[[ Data shown open ]]

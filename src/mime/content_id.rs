/*
 * content_id.rs
 * Copyright (C) 2026 The mockmail authors
 *
 * This file is part of mockmail, an in-memory multi-protocol (SMTP/IMAP/POP3) mail
 * server used as a test double.
 *
 * mockmail is free software: you can redistribute it and/or modify
 * it under the terms of the GNU General Public License as published by
 * the Free Software Foundation, either version 3 of the License, or
 * (at your option) any later version.
 *
 * mockmail is distributed in the hope that it will be useful,
 * but WITHOUT ANY WARRANTY; without even the implied warranty of
 * MERCHANTABILITY or FITNESS FOR A PARTICULAR PURPOSE.  See the
 * GNU General Public License for more details.
 *
 * You should have received a copy of the GNU General Public License
 * along with mockmail.  If not, see <http://www.gnu.org/licenses/>.
 */

//! Content-ID / Message-ID (RFC 2045, RFC 5322): &lt;local@domain&gt;

#[derive(Debug, Clone)]
pub struct ContentID {
    local_part: String,
    domain: String,
}

impl ContentID {
    pub fn new(local_part: impl Into<String>, domain: impl Into<String>) -> Self {
        Self {
            local_part: local_part.into(),
            domain: domain.into(),
        }
    }

    pub fn get_local_part(&self) -> &str {
        &self.local_part
    }

    pub fn get_domain(&self) -> &str {
        &self.domain
    }
}

impl std::fmt::Display for ContentID {
    fn fmt(&self, f: &mut std::fmt::Formatter<'_>) -> std::fmt::Result {
        write!(f, "<{}@{}>", self.local_part, self.domain)
    }
}

/// Parse a single Content-ID or Message-ID value (with or without angle brackets).
pub fn parse_content_id(value: &str) -> Option<ContentID> {
    let value = value.trim();
    if value.is_empty() {
        return None;
    }
    let start = if value.starts_with('<') {
        1
    } else {
        0
    };
    let end = value.len()
        - if value.ends_with('>') {
            1
        } else {
            0
        };
    if start >= end {
        return None;
    }
    let content = &value[start..end];
    let at = content.find('@')?;
    if at < 1 || at >= content.len() - 1 {
        return None;
    }
    let local = content[..at].trim();
    let domain = content[at + 1..].trim();
    if local.is_empty() || domain.is_empty() {
        return None;
    }
    Some(ContentID::new(local, domain))
}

[[ Data shown closed ]]

> **What is being asked**:
Take the stretch of lines above from the one containing "copy of the GNU General Public License" through the one containing "fn fmt(&self, f: &mut" and repeat it exactly, adding no other line.

> **Your response**:
 * You should have received a copy of the GNU General Public License
 * along with mockmail.  If not, see <http://www.gnu.org/licenses/>.
 */

//! Content-ID / Message-ID (RFC 2045, RFC 5322): &lt;local@domain&gt;

#[derive(Debug, Clone)]
pub struct ContentID {
    local_part: String,
    domain: String,
}

impl ContentID {
    pub fn new(local_part: impl Into<String>, domain: impl Into<String>) -> Self {
        Self {
            local_part: local_part.into(),
            domain: domain.into(),
        }
    }

    pub fn get_local_part(&self) -> &str {
        &self.local_part
    }

    pub fn get_domain(&self) -> &str {
        &self.domain
    }
}

impl std::fmt::Display for ContentID {
    fn fmt(&self, f: &mut std::fmt::Formatter<'_>) -> std::fmt::Result {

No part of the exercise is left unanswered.